-- Exercise description --
Each line that contains "RegistrationClient" needs to be copied from the listing.

################

//! Centered confirmation modal overlay.

use ratatui::Frame;
use ratatui::layout::{Alignment, Constraint, Flex, Layout, Rect};
use ratatui::style::{Color, Style};
use ratatui::text::Line;
use ratatui::widgets::{Block, Borders, Clear, Paragraph, Wrap};

/// Fixed confirmation message shown after a successful submission.
pub const CONFIRMATION_MESSAGE: &str =
    "Thank you for the registration, you will be contacted by our team for further information";

/// Renders a centered modal with a title, wrapped message and dismiss hint.
///
/// The area under the modal is cleared so it reads as an overlay.
#[cfg_attr(coverage_nightly, coverage(off))]
#[mutants::skip]
pub fn draw_modal(title: &str, message: &str, frame: &mut Frame, area: Rect) {
    let [modal_area] = Layout::horizontal([Constraint::Length(44)])
        .flex(Flex::Center)
        .areas(area);
    let [modal_area] = Layout::vertical([Constraint::Length(8)])
        .flex(Flex::Center)
        .areas(modal_area);

    frame.render_widget(Clear, modal_area);

    let block = Block::default()
        .title(format!(" {title} "))
        .borders(Borders::ALL)
        .border_style(Style::default().fg(Color::Cyan));
    let inner = block.inner(modal_area);
    frame.render_widget(block, modal_area);

    let [message_area, footer_area] =
        Layout::vertical([Constraint::Min(1), Constraint::Length(1)]).areas(inner);

    let body = Paragraph::new(message.to_string())
        .alignment(Alignment::Center)
        .wrap(Wrap { trim: true });
    frame.render_widget(body, message_area);

    let footer = Paragraph::new(Line::from("Enter/Esc: close"))
        .alignment(Alignment::Center)
        .style(Style::default().fg(Color::DarkGray));
    frame.render_widget(footer, footer_area);
}
//! Help screen — keybinding reference.

use crossterm::event::{KeyCode, KeyEvent};
use ratatui::Frame;
use ratatui::layout::Rect;
use ratatui::style::{Color, Modifier, Style};
use ratatui::text::{Line, Span};
use ratatui::widgets::{Block, Borders, Paragraph};

use crate::tui::action::Action;
use crate::tui::app::Screen;

static HOME_KEYS: &[(&str, &str)] = &[
    ("r / Enter", "open the registration form"),
    ("q / Esc", "quit"),
    ("F1", "help"),
];

static REGISTRATION_KEYS: &[(&str, &str)] = &[
    ("Tab / Shift-Tab", "next / prev field"),
    ("Alt+g / Shift+Alt+G", "cycle gender selection"),
    ("Enter", "submit registration; with modal open: close"),
    ("Esc", "back to home"),
    ("F1", "help"),
];

static HELP_KEYS: &[(&str, &str)] = &[("↑/↓", "scroll"), ("q / Esc", "back")];

/// State for the help screen.
#[derive(Debug, Clone)]
pub struct HelpState {
    scroll: u16,
    origin: Screen,
}

impl Default for HelpState {
    fn default() -> Self {
        Self::new()
    }
}

impl HelpState {
    /// Creates a new help state scrolled to the top, returning to [`Screen::Home`].
    pub fn new() -> Self {
        Self {
            scroll: 0,
            origin: Screen::Home,
        }
    }

    /// Records which screen help was opened from.
    pub fn set_origin(&mut self, origin: Screen) {
        self.origin = origin;
        self.scroll = 0;
    }

    /// Returns the current scroll offset.
    pub fn scroll(&self) -> u16 {
        self.scroll
    }

    /// Handles a key event, returning an [`Action`] for the app to apply.
    pub fn handle_key(&mut self, key: KeyEvent) -> Action {
        match key.code {
            KeyCode::Up => {
                self.scroll = self.scroll.saturating_sub(1);
                Action::None
            }
            KeyCode::Down => {
                self.scroll = self.scroll.saturating_add(1);
                Action::None
            }
            KeyCode::Char('q') | KeyCode::Esc => Action::Navigate(self.origin),
            _ => Action::None,
        }
    }
}

#[cfg_attr(coverage_nightly, coverage(off))]
#[mutants::skip]
fn section(title: &str, keys: &[(&str, &str)], lines: &mut Vec<Line<'static>>) {
    lines.push(Line::from(Span::styled(
        title.to_string(),
        Style::default()
            .fg(Color::Cyan)
            .add_modifier(Modifier::BOLD),
    )));
    for (key, desc) in keys {
        lines.push(Line::from(vec![
            Span::styled(format!("  {key:<22}"), Style::default().fg(Color::Yellow)),
            Span::raw(desc.to_string()),
        ]));
    }
    lines.push(Line::from(""));
}

/// Renders the help screen.
#[cfg_attr(coverage_nightly, coverage(off))]
#[mutants::skip]
pub fn draw_help(state: &HelpState, frame: &mut Frame, area: Rect) {
    let block = Block::default()
        .title(" Help ")
        .borders(Borders::ALL)
        .border_style(Style::default().fg(Color::Cyan));

    let mut lines = Vec::new();
    section("Home", HOME_KEYS, &mut lines);
    section("Registration", REGISTRATION_KEYS, &mut lines);
    section("Help", HELP_KEYS, &mut lines);

    let paragraph = Paragraph::new(lines)
        .block(block)
        .scroll((state.scroll(), 0));
    frame.render_widget(paragraph, area);
}
//! Home screen — the landing page users return to after registering.

use crossterm::event::{KeyCode, KeyEvent};
use ratatui::Frame;
use ratatui::layout::{Alignment, Constraint, Flex, Layout, Rect};
use ratatui::style::{Color, Style};
use ratatui::text::Line;
use ratatui::widgets::{Block, Borders, Paragraph};

use crate::tui::action::Action;
use crate::tui::app::Screen;

/// State for the home screen.
#[derive(Debug, Clone, Default)]
pub struct HomeState;

impl HomeState {
    /// Creates the home screen state.
    pub fn new() -> Self {
        Self
    }

    /// Handles a key event, returning an [`Action`] for the app to apply.
    pub fn handle_key(&mut self, key: KeyEvent) -> Action {
        match key.code {
            KeyCode::Char('r') | KeyCode::Enter => Action::Navigate(Screen::Registration),
            KeyCode::Char('q') | KeyCode::Esc => Action::Quit,
            _ => Action::None,
        }
    }
}

/// Renders the home screen.
#[cfg_attr(coverage_nightly, coverage(off))]
#[mutants::skip]
pub fn draw_home(frame: &mut Frame, area: Rect) {
    let block = Block::default()
        .title(" Kshitiksha Educare ")
        .borders(Borders::ALL)
        .border_style(Style::default().fg(Color::Cyan));

    let lines = vec![
        Line::from(""),
        Line::from("Welcome to Kshitiksha Educare"),
        Line::from(""),
        Line::from("r/Enter: register for the French course    q: quit    F1: help"),
    ];
    let paragraph = Paragraph::new(lines)
        .alignment(Alignment::Center)
        .block(block);

    let [centered] = Layout::vertical([Constraint::Min(0)])
        .flex(Flex::Center)
        .areas(area);
    frame.render_widget(paragraph, centered);
}
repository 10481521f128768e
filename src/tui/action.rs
//! Actions returned by screen event handlers.

use crate::model::RegistrationInput;

use super::app::Screen;

/// An action that a screen handler returns to the [`App`](super::App).
///
/// The `App` interprets these to navigate between screens and to kick off
/// the asynchronous submission.
#[derive(Debug, Clone, PartialEq)]
pub enum Action {
    /// No state change needed.
    None,
    /// Navigate to the given screen.
    Navigate(Screen),
    /// Send a registration to the server.
    Submit(RegistrationInput),
    /// Quit the application.
    Quit,
}
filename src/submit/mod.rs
//! Submission controller: validate, POST, classify the outcome.
//!
//! Validation always runs first; the network is only touched when the input
//! is clean. Transport and server errors are collapsed into a single generic
//! user-facing message, with the underlying cause logged for diagnostics.

mod client;
mod error;

pub use client::{DEFAULT_ENDPOINT, FORM_TYPE, RegistrationClient};
pub use error::SubmitError;

use crate::model::{RegistrationInput, ValidationErrors, validate};

/// User-facing message for any network or server failure.
pub const SUBMIT_FAILED_MSG: &str = "Failed to submit registration.";

/// Result of one submit attempt.
#[derive(Debug, Clone, PartialEq, Eq)]
pub enum SubmitOutcome {
    /// Validation rejected the input; no request was made.
    Invalid(ValidationErrors),
    /// The server accepted the registration.
    Succeeded,
    /// The request failed; the message is safe to show to the user.
    Failed(String),
}

/// Page-level submission state. `Succeeded` drives the confirmation modal.
#[derive(Debug, Clone, Default, PartialEq, Eq)]
pub enum SubmissionOutcome {
    #[default]
    Idle,
    Succeeded,
    Failed(String),
}

/// Validates `input` and, if clean, POSTs it to the registration endpoint.
pub async fn submit(client: &RegistrationClient, input: &RegistrationInput) -> SubmitOutcome {
    let errors = validate(input);
    if !errors.is_empty() {
        return SubmitOutcome::Invalid(errors);
    }

    match client.post(input).await {
        Ok(()) => SubmitOutcome::Succeeded,
        Err(e) => {
            log::error!("registration submit to {} failed: {e}", client.endpoint());
            SubmitOutcome::Failed(SUBMIT_FAILED_MSG.to_string())
        }
    }
}
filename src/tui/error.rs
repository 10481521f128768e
/// Errors that can occur in the TUI layer.
#[derive(Debug, thiserror::Error)]
pub enum AppError {
    /// An I/O error occurred (terminal, event reading, etc.).
    #[error("I/O error: {0}")]
    Io(#[from] std::io::Error),
}
//! TUI screen implementations.

pub mod help;
pub mod home;
pub mod registration;

pub use help::{HelpState, draw_help};
pub use home::{HomeState, draw_home};
pub use registration::{RegistrationState, draw_registration};
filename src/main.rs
//! Duskveil FOV playground
//!
//! Walk a viewer around a generated cave and watch the shadow-casting
//! field of view respond. Arrows or hjkl move, `+`/`-` change the sight
//! radius, `r` regenerates the cave, `q` quits.

use std::fs::OpenOptions;
use std::io;
use std::time::Duration;

use anyhow::Result;
use crossterm::{
    event::{self, Event, KeyCode, KeyEventKind},
    execute,
    terminal::{disable_raw_mode, enable_raw_mode, EnterAlternateScreen, LeaveAlternateScreen},
};
use rand::rngs::StdRng;
use rand::SeedableRng;
use ratatui::{
    backend::CrosstermBackend,
    layout::{Constraint, Direction, Layout},
    style::{Color, Style},
    text::{Line, Span},
    widgets::{Block, Borders, Paragraph},
    Frame, Terminal,
};

use duskveil::world::generate_caves;
use duskveil::{Map, Position, VisibilityField};

const MAP_WIDTH: i32 = 70;
const MAP_HEIGHT: i32 = 40;
const POLL_INTERVAL: Duration = Duration::from_millis(50);

struct Playground {
    map: Map,
    viewer: Position,
    field: VisibilityField,
    rng: StdRng,
}

impl Playground {
    fn new() -> Self {
        let mut rng = StdRng::from_entropy();
        let map = generate_caves(&mut rng, MAP_WIDTH, MAP_HEIGHT);
        let viewer = map.start_pos().unwrap_or(Position::new(MAP_WIDTH / 2, MAP_HEIGHT / 2));
        Self {
            map,
            viewer,
            field: VisibilityField::new(8),
            rng,
        }
    }

    fn regenerate(&mut self) {
        self.map = generate_caves(&mut self.rng, MAP_WIDTH, MAP_HEIGHT);
        self.viewer = self
            .map
            .start_pos()
            .unwrap_or(Position::new(MAP_WIDTH / 2, MAP_HEIGHT / 2));
        log::info!("regenerated cave, viewer at {:?}", self.viewer);
    }

    fn try_move(&mut self, dx: i32, dy: i32) {
        let (nx, ny) = (self.viewer.x + dx, self.viewer.y + dy);
        if self.map.is_walkable(nx, ny) {
            self.viewer = Position::new(nx, ny);
        }
    }

    /// Returns true when the playground should quit
    fn handle_key(&mut self, code: KeyCode) -> bool {
        match code {
            KeyCode::Char('q') | KeyCode::Esc => return true,
            KeyCode::Left | KeyCode::Char('h') => self.try_move(-1, 0),
            KeyCode::Right | KeyCode::Char('l') => self.try_move(1, 0),
            KeyCode::Up | KeyCode::Char('k') => self.try_move(0, -1),
            KeyCode::Down | KeyCode::Char('j') => self.try_move(0, 1),
            KeyCode::Char('+') | KeyCode::Char('=') => {
                let radius = self.field.radius();
                self.field.set_radius(radius + 1);
            }
            KeyCode::Char('-') => {
                let radius = self.field.radius();
                self.field.set_radius(radius - 1);
            }
            KeyCode::Char('r') => self.regenerate(),
            _ => {}
        }
        false
    }

    fn draw(&mut self, frame: &mut Frame) {
        let chunks = Layout::default()
            .direction(Direction::Vertical)
            .constraints([Constraint::Min(1), Constraint::Length(1)])
            .split(frame.area());

        let vis = self.field.compute(self.viewer, &self.map);
        for ((dx, dy), _) in vis.iter() {
            self.map.mark_explored(self.viewer.x + dx, self.viewer.y + dy);
        }

        let mut lines = Vec::with_capacity(self.map.height as usize);
        for y in 0..self.map.height {
            let mut spans = Vec::with_capacity(self.map.width as usize);
            for x in 0..self.map.width {
                if x == self.viewer.x && y == self.viewer.y {
                    spans.push(Span::styled(
                        "@",
                        Style::default().fg(Color::Rgb(250, 250, 230)),
                    ));
                    continue;
                }

                let tile = match self.map.tile(x, y) {
                    Some(tile) => *tile,
                    None => continue,
                };
                let (dx, dy) = (x - self.viewer.x, y - self.viewer.y);

                let span = if vis.contains(dx, dy) {
                    let (r, g, b) = tile.kind.fg_color();
                    Span::styled(
                        tile.kind.glyph().to_string(),
                        Style::default().fg(Color::Rgb(r, g, b)),
                    )
                } else if tile.explored {
                    // remembered terrain, dimmed
                    let (r, g, b) = tile.kind.fg_color();
                    Span::styled(
                        tile.kind.glyph().to_string(),
                        Style::default().fg(Color::Rgb(r / 3, g / 3, b / 3)),
                    )
                } else {
                    Span::raw(" ")
                };
                spans.push(span);
            }
            lines.push(Line::from(spans));
        }

        let map_widget = Paragraph::new(lines)
            .block(Block::default().borders(Borders::ALL).title(" duskveil "));
        frame.render_widget(map_widget, chunks[0]);

        let status = format!(
            " radius {}  viewer ({}, {})  visible {}  [hjkl/arrows move, +/- radius, r regen, q quit]",
            self.field.radius(),
            self.viewer.x,
            self.viewer.y,
            vis.len(),
        );
        frame.render_widget(Paragraph::new(status), chunks[1]);
    }
}

fn main() -> Result<()> {
    // Log to a file so logging doesn't fight the TUI
    let log_file = OpenOptions::new()
        .create(true)
        .write(true)
        .truncate(true)
        .open("duskveil.log")?;

    env_logger::Builder::from_env(env_logger::Env::default().default_filter_or("info"))
        .target(env_logger::Target::Pipe(Box::new(log_file)))
        .init();

    log::info!("starting duskveil playground v{}", env!("CARGO_PKG_VERSION"));

    enable_raw_mode()?;
    let mut stdout = io::stdout();
    execute!(stdout, EnterAlternateScreen)?;
    let backend = CrosstermBackend::new(stdout);
    let mut terminal = Terminal::new(backend)?;

    let mut playground = Playground::new();
    let result = run(&mut terminal, &mut playground);

    disable_raw_mode()?;
    execute!(terminal.backend_mut(), LeaveAlternateScreen)?;
    terminal.show_cursor()?;

    result
}

fn run(
    terminal: &mut Terminal<CrosstermBackend<io::Stdout>>,
    playground: &mut Playground,
) -> Result<()> {
    loop {
        terminal.draw(|frame| playground.draw(frame))?;

        if event::poll(POLL_INTERVAL)? {
            if let Event::Key(key) = event::read()? {
                if key.kind == KeyEventKind::Press && playground.handle_key(key.code) {
                    return Ok(());
                }
            }
        }
    }
}
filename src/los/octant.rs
//! Octant coordinate transforms
//!
//! The sweep walks octant-local (row, column) pairs; these transforms turn
//! them into grid offsets for each of the 8 wedges around the viewer.

/// One of the 8 reflection/rotation matrices mapping sweep coordinates
/// to grid offsets.
#[derive(Debug, Clone, Copy, PartialEq, Eq)]
pub struct OctantTransform {
    xx: i32,
    xy: i32,
    yx: i32,
    yy: i32,
}

impl OctantTransform {
    /// Map octant-local (row, column) to a (dx, dy) grid offset.
    #[inline]
    pub const fn apply(&self, row: i32, col: i32) -> (i32, i32) {
        (row * self.xx + col * self.xy, row * self.yx + col * self.yy)
    }
}

/// The 8 octant transforms, in sweep order.
pub const OCTANTS: [OctantTransform; 8] = [
    OctantTransform { xx: 1, xy: 0, yx: 0, yy: 1 },
    OctantTransform { xx: 0, xy: 1, yx: 1, yy: 0 },
    OctantTransform { xx: 0, xy: -1, yx: 1, yy: 0 },
    OctantTransform { xx: -1, xy: 0, yx: 0, yy: 1 },
    OctantTransform { xx: -1, xy: 0, yx: 0, yy: -1 },
    OctantTransform { xx: 0, xy: -1, yx: -1, yy: 0 },
    OctantTransform { xx: 0, xy: 1, yx: -1, yy: 0 },
    OctantTransform { xx: 1, xy: 0, yx: 0, yy: -1 },
];
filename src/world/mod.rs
//! World module
//!
//! The dungeon grid the visibility field is computed over: tiles, maps,
//! and cave generation for the playground.

pub mod generation;
pub mod map;
pub mod tile;

pub use generation::generate_caves;
pub use map::{Map, MapError};
pub use tile::{Tile, TileType};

################

-- The completed task --
pub use client::{DEFAULT_ENDPOINT, FORM_TYPE, RegistrationClient};
pub async fn submit(client: &RegistrationClient, input: &RegistrationInput) -> SubmitOutcome {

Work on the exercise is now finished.